The obscene doctor, who became the unexpected star of the New Zealand pandemic, has resigned after two years of leading the reaction to Covid in the country.

Dr Ashley Bloomfield, New Zealand’s director general of health, announced his resignation on Wednesday and said it was a “great privilege”.

“It’s a challenging and challenging role at any time, and I don’t think the last two years could have been more challenging and challenging,” Bloomfield said. “I’ve been thinking for a while about when it’s time for me to retire. We seem to be at a good point in terms of a pandemic, the reaction is changing [and] I am also sure that the system is in good hands. “

Bloomfield was a good-natured civil servant who became a well-known name, meme and often beloved, sometimes controversial public figure when the country struggled with the first two years of Covid-19. During significant outbreaks, the doctor was a calm and regular fixture on television, daily broadcasting updates live on the number of cases, infections and transmission. His presence was so constant as the country deviated from the first waves of infections that hit the headlines when he took his first day off.

Bloomfield has become synonymous with New Zealand’s response to Covid and its success in the early stages of the pandemic in eliminating the virus and continuing normal life. While Covid-19 outbreaks are now widespread in the country, high levels of vaccination mean it maintains some of the lowest mortality rates in the world. The doctor’s fame may have in itself reflected the country’s focus on putting scholarly advice at the heart of the response to COVID-19, at a time when some other countries have focused on political leadership away from health officials.

“I didn’t know as many civil servants as Dr. Ashley Bloomfield,” said Prime Minister Jacinda Ardern, paying tribute to the claim as director general. “He was central to our Covid success as a nation, and he did it with humor and grace.” Ardern occasionally referred to Bloomfield’s mockery of her as she tackled her own epidemiological learning curve, and said, “I will remain in the details of his sporadic mockery of me.”

“In every sense of the word – thanks to his tireless devotion, his focus on people, his calm and considerate approach – he was a true civil servant,” she said.

Bloomfield gave New Zealand moments of humor as well as epidemiological updates. Sometimes his conferences give rise to a wave of memes: including answering long silences about questions from then-US President Donald Trump’s speculation that people should inject bleach to cure coronavirus infection; or about claims by influential Instagram users that Covid was caused by 5G.

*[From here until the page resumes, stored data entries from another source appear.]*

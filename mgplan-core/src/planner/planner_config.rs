use serde::{Deserialize, Serialize};

use crate::algorithm::search::SearchAlgorithmType;
use crate::model::cost::DEFAULT_STEP_SIZE;
use crate::model::space::GraspId;
use crate::model::termination::TerminationModel;

use super::PlannerError;

/// which logical graph the search runs over.
#[derive(Debug, Clone, Copy, PartialEq, Eq, Serialize, Deserialize)]
#[serde(rename_all = "snake_case")]
pub enum GraphType {
    /// the roadmap under one chosen grasp
    SingleGrasp,
    /// the product of the roadmap with the grasp set
    MultiGrasp,
    /// grasp-agnostic base layer with goal lifts; heuristic frozen, search
    /// reset on goal-set changes
    FoldedStationary,
    /// as stationary, but goal-set changes are absorbed incrementally with
    /// refreshed heuristics; requires an LPA*-family algorithm
    FoldedDynamic,
}

/// Planner construction parameters. All fields default, so a config can be
/// deserialized from partial JSON.
#[derive(Debug, Clone, Serialize, Deserialize)]
#[serde(default)]
pub struct PlannerConfig {
    pub algo_type: SearchAlgorithmType,
    pub graph_type: GraphType,
    /// path-cost vs. goal-quality trade-off weight
    pub lambda: f64,
    /// reserved; parsed and ignored
    pub extreme_lazy: bool,
    /// the grasp a single-grasp graph plans for. when absent, the goals
    /// must all share one grasp
    pub grasp: Option<GraspId>,
    /// edge-cost integration step
    pub step_size: f64,
    /// Halton points added per densification round
    pub batch_size: usize,
    /// densification rounds a single plan call may spend before giving up
    pub max_batches: usize,
    /// index offset into the Halton sequence (the densification seed)
    pub halton_offset: u64,
    pub termination: Option<TerminationModel>,
}

impl Default for PlannerConfig {
    fn default() -> PlannerConfig {
        PlannerConfig {
            algo_type: SearchAlgorithmType::LpaStar,
            graph_type: GraphType::MultiGrasp,
            lambda: 1.0,
            extreme_lazy: false,
            grasp: None,
            step_size: DEFAULT_STEP_SIZE,
            batch_size: 256,
            max_batches: 4,
            halton_offset: 0,
            termination: None,
        }
    }
}

impl PlannerConfig {
    pub fn validate(&self) -> Result<(), PlannerError> {
        if self.graph_type == GraphType::FoldedDynamic && !self.algo_type.is_incremental() {
            return Err(PlannerError::InvalidConfiguration(format!(
                "graph type {:?} requires an LPA*-family algorithm, found {:?}",
                self.graph_type, self.algo_type
            )));
        }
        if self.lambda < 0.0 {
            return Err(PlannerError::InvalidConfiguration(format!(
                "lambda must be non-negative, found {}",
                self.lambda
            )));
        }
        if self.step_size <= 0.0 {
            return Err(PlannerError::InvalidConfiguration(format!(
                "step_size must be positive, found {}",
                self.step_size
            )));
        }
        if self.batch_size == 0 {
            return Err(PlannerError::InvalidConfiguration(
                "batch_size must be positive".to_string(),
            ));
        }
        Ok(())
    }
}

He became a point the pride and admiration of some New Zealanders: Mugs and kitchen towels decorated with his resemblance were sold in shops, and a petition was launched to recognize him New Zealander of the Year. His fame grew when his healthcare ads were tuned to dubstep at a music festival, informal fan clubs appeared online, and he became the inspiration for some ill-conceived fan fiction, including a love story.

“When we talked about his decision to move on, he mentioned that he wants to spend time with his family, and that’s the least we owe him,” Ardern said. According to local media Stuff, Bloomfield “worked a 12-hour day, up to seven days a week, through most of the pandemic.”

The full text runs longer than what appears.